**What you will do:**
List all lines of the data containing the word "coefficients".

(Saved data entries)
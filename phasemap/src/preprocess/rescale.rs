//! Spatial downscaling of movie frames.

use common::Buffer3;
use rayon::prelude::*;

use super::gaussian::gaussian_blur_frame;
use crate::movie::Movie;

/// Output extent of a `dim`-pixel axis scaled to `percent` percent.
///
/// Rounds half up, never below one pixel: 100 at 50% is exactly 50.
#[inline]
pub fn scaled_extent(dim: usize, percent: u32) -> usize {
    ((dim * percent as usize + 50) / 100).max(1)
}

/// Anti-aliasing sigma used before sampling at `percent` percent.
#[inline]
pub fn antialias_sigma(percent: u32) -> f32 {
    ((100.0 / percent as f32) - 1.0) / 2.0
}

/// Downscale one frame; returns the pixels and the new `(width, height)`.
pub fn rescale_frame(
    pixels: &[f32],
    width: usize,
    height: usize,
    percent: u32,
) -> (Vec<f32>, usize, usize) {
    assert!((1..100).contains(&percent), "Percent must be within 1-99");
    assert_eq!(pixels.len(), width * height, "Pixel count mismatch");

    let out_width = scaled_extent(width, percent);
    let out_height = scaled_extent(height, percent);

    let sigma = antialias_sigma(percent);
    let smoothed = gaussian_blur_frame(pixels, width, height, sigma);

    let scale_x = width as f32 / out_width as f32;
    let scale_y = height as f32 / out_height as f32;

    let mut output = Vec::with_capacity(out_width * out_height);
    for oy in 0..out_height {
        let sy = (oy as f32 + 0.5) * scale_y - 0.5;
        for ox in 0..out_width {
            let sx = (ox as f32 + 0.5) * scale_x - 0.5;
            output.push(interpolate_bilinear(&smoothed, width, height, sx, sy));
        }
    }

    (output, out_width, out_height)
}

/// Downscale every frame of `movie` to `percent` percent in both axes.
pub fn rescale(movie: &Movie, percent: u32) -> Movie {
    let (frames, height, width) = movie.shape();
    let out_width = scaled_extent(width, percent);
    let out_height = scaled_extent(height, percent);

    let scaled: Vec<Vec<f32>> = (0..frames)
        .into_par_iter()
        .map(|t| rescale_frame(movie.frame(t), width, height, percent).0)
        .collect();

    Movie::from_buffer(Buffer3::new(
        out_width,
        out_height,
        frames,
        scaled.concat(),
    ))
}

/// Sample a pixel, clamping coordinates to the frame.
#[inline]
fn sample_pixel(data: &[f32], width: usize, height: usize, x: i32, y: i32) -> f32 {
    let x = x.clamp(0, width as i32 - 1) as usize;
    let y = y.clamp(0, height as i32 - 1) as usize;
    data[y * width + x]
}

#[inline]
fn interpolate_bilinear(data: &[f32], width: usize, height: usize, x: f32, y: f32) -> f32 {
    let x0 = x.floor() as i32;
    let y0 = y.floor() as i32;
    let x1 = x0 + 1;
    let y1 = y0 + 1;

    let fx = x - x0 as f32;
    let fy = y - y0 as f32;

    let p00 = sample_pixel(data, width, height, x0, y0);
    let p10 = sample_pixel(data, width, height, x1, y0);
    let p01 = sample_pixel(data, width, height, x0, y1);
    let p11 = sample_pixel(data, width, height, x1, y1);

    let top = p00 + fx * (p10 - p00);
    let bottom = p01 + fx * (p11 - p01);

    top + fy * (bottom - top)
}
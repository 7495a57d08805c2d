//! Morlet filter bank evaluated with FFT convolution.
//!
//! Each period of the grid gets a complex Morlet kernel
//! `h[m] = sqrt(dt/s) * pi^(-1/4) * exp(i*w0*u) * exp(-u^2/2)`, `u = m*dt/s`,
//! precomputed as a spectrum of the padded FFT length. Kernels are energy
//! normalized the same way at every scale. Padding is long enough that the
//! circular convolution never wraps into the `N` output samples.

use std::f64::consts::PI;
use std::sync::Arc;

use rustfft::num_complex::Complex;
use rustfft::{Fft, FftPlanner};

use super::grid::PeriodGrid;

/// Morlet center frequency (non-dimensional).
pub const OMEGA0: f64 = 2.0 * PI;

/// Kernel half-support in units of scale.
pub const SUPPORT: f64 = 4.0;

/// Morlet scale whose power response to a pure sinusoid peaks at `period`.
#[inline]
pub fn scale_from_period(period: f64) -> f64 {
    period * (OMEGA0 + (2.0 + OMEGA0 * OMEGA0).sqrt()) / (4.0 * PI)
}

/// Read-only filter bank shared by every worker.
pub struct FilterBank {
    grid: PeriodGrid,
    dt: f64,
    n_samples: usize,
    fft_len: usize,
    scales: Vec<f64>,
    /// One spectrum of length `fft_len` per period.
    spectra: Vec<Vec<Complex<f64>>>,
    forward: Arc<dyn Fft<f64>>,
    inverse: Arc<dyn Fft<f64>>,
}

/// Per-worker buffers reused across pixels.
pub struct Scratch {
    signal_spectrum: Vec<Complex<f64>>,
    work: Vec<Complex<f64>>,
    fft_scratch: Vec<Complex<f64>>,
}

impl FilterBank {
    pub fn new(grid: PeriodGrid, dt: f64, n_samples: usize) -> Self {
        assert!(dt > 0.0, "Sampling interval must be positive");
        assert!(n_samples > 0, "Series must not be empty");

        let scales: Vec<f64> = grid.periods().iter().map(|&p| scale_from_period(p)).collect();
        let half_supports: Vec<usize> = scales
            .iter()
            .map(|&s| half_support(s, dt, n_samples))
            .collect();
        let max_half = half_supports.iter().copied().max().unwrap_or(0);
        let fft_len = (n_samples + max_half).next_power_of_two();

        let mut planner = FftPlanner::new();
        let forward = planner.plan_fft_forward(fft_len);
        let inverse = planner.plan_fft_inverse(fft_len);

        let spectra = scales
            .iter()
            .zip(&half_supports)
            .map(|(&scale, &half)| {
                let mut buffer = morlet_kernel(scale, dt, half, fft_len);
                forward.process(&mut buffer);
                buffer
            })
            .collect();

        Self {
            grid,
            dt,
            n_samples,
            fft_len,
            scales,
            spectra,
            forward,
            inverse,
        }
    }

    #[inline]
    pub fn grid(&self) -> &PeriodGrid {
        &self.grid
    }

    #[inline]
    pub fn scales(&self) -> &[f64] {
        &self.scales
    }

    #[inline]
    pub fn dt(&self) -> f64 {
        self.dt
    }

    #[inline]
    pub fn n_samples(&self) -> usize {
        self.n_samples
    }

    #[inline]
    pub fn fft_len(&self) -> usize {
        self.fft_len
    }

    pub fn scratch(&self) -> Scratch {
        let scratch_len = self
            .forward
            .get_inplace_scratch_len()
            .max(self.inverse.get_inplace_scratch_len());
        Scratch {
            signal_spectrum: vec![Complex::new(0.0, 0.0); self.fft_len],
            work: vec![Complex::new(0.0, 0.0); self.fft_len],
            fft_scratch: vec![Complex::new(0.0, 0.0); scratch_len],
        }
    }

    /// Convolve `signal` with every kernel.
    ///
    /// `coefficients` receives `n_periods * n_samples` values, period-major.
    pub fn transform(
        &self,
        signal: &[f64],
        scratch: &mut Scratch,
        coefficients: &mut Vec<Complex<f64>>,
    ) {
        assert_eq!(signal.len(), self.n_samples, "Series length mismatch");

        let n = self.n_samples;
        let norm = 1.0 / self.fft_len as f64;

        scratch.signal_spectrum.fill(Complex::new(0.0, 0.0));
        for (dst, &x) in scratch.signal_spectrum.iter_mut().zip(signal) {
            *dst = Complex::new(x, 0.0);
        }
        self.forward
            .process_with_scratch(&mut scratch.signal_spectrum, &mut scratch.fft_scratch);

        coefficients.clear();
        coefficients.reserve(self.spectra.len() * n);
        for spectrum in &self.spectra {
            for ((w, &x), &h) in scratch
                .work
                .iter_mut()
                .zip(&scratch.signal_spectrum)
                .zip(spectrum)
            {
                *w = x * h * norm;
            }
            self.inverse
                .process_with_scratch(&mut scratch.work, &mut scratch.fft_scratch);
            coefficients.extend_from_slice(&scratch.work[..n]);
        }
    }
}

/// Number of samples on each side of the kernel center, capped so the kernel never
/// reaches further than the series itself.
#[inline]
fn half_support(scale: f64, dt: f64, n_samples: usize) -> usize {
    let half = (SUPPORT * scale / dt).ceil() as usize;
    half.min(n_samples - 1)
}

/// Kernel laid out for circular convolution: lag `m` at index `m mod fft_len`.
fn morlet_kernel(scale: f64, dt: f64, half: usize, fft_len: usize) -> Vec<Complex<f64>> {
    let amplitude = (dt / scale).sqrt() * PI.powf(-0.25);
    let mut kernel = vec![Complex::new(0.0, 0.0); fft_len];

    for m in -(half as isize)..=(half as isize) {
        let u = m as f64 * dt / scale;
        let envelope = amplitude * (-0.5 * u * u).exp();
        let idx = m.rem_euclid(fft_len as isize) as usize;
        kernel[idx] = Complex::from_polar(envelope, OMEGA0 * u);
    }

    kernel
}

**Exercise result:**
    /// `coefficients` receives `n_periods * n_samples` values, period-major.
        coefficients: &mut Vec<Complex<f64>>,
        coefficients.clear();
        coefficients.reserve(self.spectra.len() * n);
            coefficients.extend_from_slice(&scratch.work[..n]);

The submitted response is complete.